=== Data provided ===

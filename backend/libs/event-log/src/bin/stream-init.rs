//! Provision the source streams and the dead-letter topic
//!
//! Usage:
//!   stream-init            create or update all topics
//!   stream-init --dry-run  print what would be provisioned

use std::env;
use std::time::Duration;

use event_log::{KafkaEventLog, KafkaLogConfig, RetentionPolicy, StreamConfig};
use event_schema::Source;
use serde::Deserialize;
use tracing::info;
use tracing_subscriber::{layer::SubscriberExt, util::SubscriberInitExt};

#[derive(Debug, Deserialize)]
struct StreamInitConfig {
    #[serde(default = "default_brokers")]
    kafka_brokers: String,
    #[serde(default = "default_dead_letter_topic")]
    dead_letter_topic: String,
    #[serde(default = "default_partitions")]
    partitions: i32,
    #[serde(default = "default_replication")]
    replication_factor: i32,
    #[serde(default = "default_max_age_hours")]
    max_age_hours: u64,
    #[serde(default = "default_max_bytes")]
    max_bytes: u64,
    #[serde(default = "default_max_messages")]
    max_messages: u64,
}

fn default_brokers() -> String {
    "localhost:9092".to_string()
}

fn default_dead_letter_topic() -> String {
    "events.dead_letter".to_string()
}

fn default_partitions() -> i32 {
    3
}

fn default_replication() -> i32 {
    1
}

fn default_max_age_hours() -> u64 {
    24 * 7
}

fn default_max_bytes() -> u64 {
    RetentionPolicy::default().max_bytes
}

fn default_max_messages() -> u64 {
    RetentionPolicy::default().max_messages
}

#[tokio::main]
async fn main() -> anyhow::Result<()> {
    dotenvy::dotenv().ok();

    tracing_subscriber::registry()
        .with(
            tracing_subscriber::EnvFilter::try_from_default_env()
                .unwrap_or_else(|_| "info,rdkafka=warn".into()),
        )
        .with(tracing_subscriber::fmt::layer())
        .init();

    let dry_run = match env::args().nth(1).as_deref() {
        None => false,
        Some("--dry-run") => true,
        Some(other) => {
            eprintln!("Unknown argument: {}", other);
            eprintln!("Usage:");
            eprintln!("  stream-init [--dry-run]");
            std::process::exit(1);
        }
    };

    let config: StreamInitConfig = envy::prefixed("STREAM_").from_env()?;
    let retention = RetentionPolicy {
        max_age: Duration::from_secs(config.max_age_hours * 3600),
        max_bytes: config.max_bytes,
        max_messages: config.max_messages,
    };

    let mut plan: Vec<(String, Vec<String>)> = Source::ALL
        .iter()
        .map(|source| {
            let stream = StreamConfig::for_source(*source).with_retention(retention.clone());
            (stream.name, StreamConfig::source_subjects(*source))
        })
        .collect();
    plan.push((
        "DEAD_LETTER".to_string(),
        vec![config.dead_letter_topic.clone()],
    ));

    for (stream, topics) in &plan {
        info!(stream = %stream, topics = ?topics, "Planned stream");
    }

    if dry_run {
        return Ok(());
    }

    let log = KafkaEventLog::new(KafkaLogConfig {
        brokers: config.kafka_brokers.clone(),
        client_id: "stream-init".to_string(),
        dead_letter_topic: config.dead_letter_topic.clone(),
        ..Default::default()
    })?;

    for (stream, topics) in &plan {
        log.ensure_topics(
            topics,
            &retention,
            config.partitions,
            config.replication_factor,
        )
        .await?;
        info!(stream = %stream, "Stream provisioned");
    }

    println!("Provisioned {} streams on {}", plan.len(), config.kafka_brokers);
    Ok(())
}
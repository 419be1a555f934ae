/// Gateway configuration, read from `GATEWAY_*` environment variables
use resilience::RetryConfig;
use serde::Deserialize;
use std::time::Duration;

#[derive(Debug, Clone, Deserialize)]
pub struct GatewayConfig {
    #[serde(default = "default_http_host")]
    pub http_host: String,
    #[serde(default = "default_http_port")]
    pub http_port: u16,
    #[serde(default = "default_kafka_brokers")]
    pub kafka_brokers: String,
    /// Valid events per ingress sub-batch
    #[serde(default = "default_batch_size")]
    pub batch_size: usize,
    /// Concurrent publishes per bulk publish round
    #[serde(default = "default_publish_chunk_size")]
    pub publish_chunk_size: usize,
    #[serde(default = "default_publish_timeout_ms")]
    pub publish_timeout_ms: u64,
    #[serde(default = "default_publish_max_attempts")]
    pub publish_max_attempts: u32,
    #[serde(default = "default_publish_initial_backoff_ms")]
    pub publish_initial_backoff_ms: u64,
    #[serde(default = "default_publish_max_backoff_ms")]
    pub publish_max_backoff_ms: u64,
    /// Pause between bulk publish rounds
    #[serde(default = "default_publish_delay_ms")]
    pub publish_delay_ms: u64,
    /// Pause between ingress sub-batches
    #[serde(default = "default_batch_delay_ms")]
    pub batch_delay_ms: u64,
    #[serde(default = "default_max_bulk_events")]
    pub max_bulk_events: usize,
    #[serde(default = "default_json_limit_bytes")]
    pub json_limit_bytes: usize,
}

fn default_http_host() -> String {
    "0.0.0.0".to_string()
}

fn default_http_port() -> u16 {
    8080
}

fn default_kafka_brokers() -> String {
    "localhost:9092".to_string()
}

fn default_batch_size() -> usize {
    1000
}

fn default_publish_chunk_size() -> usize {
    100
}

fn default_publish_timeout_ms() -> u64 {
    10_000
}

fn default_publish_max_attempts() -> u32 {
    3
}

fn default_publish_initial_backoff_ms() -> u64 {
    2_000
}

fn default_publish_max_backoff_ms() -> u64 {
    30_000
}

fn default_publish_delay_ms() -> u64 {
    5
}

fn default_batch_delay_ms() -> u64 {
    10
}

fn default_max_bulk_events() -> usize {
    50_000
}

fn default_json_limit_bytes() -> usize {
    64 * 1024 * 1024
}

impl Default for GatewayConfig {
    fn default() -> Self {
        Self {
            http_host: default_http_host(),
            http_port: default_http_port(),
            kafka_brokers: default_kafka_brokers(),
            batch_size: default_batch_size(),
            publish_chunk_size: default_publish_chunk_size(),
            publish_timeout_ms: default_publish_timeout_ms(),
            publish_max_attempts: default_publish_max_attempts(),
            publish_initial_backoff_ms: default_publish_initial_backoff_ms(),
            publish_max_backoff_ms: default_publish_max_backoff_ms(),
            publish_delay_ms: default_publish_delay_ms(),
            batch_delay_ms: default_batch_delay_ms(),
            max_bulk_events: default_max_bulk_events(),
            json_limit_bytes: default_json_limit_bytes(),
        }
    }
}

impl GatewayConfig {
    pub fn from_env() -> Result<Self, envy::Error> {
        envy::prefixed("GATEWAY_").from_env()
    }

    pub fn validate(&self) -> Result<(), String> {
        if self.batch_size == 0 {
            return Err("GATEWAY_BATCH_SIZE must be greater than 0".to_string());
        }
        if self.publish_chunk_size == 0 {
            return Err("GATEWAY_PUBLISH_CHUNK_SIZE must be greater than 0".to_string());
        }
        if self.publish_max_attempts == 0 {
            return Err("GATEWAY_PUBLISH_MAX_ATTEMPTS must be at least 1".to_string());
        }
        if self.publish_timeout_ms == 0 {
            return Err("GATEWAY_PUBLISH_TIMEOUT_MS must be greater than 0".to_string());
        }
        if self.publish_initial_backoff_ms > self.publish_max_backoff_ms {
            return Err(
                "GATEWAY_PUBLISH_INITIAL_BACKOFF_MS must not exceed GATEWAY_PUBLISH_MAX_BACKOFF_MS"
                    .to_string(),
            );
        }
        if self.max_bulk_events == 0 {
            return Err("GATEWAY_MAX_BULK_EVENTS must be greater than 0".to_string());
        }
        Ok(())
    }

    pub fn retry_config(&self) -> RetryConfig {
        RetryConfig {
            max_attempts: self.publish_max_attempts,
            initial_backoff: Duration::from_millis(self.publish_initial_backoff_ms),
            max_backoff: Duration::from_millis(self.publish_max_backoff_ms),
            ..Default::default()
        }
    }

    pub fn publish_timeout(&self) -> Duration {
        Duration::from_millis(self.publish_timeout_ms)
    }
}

===

#### [Exercise details]
If a line in the listing holds the word "other", copy it out.

#### [Reply to the exercise]
        Some(other) => {
            eprintln!("Unknown argument: {}", other);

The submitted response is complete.